- _Exercise directions_: Among the lines below, copy exactly those from the one with "pub fn has_api_key(&self)" through the one with "every failure path", counting both ends.

- _Exercise data_:
◇ ◇ ◇ ◇

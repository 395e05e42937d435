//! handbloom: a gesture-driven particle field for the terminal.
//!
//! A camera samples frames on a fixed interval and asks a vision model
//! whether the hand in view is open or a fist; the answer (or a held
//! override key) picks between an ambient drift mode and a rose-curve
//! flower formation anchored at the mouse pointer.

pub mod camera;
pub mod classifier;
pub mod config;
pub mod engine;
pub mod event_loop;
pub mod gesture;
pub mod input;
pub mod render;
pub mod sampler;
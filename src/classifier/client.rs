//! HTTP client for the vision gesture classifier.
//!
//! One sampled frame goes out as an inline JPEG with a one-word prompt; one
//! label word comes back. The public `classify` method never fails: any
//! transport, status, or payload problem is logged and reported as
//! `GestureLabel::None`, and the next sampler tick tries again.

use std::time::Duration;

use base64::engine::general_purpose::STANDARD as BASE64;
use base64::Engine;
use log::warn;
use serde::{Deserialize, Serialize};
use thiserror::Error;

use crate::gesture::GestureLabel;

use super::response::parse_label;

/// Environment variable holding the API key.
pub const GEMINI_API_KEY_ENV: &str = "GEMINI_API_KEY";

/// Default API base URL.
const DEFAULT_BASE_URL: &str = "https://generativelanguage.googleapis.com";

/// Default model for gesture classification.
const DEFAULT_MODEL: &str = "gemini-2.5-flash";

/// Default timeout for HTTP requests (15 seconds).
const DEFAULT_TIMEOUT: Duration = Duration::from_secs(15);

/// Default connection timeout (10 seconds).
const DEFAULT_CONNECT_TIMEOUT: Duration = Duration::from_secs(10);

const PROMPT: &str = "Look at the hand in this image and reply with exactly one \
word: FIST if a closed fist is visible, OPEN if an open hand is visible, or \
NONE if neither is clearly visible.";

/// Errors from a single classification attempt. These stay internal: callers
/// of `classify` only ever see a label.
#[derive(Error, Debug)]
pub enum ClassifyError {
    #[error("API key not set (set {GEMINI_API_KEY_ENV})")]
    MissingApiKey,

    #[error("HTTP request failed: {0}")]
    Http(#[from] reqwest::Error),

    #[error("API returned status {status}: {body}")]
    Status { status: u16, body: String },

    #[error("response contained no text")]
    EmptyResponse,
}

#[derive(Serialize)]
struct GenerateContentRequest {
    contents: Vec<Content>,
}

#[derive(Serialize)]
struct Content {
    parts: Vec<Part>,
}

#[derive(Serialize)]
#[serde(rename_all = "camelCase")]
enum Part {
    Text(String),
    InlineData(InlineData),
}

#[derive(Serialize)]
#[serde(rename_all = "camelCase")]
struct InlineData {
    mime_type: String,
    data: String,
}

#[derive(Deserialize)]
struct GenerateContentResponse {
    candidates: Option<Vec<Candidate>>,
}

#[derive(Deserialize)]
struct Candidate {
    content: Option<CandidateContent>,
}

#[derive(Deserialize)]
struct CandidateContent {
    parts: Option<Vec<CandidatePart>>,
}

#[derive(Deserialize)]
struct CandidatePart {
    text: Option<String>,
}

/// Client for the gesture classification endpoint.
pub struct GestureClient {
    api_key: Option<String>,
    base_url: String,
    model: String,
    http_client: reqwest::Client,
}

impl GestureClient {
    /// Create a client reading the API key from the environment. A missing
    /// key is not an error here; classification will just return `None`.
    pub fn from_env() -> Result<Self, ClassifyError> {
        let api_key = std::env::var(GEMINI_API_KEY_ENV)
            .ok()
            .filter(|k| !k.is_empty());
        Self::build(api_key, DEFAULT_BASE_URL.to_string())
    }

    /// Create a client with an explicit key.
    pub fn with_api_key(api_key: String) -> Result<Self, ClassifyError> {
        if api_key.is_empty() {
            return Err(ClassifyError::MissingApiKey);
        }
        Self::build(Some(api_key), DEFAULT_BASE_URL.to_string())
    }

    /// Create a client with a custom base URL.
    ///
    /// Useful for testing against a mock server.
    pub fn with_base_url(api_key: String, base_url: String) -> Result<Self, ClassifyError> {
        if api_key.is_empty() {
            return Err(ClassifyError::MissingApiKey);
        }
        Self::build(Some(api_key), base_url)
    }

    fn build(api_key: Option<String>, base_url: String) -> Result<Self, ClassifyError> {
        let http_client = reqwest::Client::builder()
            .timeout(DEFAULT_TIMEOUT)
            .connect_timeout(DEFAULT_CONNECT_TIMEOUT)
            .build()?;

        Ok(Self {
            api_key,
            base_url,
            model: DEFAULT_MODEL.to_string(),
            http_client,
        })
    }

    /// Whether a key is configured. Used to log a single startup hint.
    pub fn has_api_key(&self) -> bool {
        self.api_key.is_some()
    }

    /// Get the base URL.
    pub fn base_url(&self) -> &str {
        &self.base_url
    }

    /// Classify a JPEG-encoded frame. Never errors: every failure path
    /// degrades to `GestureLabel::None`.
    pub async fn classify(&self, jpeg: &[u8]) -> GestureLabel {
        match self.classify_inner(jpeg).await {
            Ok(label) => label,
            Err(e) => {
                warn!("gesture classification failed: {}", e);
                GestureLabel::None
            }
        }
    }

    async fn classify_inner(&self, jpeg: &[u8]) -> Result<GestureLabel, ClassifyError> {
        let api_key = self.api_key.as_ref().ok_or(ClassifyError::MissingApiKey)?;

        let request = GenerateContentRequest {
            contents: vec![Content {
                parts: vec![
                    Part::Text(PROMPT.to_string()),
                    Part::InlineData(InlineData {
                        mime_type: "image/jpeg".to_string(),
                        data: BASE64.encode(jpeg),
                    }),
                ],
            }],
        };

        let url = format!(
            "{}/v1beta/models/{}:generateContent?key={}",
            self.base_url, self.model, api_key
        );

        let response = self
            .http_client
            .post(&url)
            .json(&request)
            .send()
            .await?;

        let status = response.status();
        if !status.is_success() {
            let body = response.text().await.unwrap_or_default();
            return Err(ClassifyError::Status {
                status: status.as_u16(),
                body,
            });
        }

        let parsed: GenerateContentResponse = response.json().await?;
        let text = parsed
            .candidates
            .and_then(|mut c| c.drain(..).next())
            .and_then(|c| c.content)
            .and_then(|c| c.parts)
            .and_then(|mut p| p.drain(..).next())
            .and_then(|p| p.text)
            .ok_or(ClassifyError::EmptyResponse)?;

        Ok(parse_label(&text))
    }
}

◇ ◇ ◇ ◇

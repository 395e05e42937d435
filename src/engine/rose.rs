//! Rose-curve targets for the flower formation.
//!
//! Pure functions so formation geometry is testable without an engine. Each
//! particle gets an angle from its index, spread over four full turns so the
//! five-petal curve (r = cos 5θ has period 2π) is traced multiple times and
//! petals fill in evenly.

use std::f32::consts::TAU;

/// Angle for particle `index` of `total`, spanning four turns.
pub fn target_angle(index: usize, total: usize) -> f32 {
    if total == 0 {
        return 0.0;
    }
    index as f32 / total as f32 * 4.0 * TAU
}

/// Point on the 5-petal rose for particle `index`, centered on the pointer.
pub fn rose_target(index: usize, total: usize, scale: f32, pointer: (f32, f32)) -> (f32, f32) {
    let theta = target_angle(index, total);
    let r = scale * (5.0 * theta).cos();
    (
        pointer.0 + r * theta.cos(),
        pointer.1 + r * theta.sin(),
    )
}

◇ ◇ ◇ ◇

- _Exercise output_:
    pub fn has_api_key(&self) -> bool {
        self.api_key.is_some()
    }

    /// Get the base URL.
    pub fn base_url(&self) -> &str {
        &self.base_url
    }

    /// Classify a JPEG-encoded frame. Never errors: every failure path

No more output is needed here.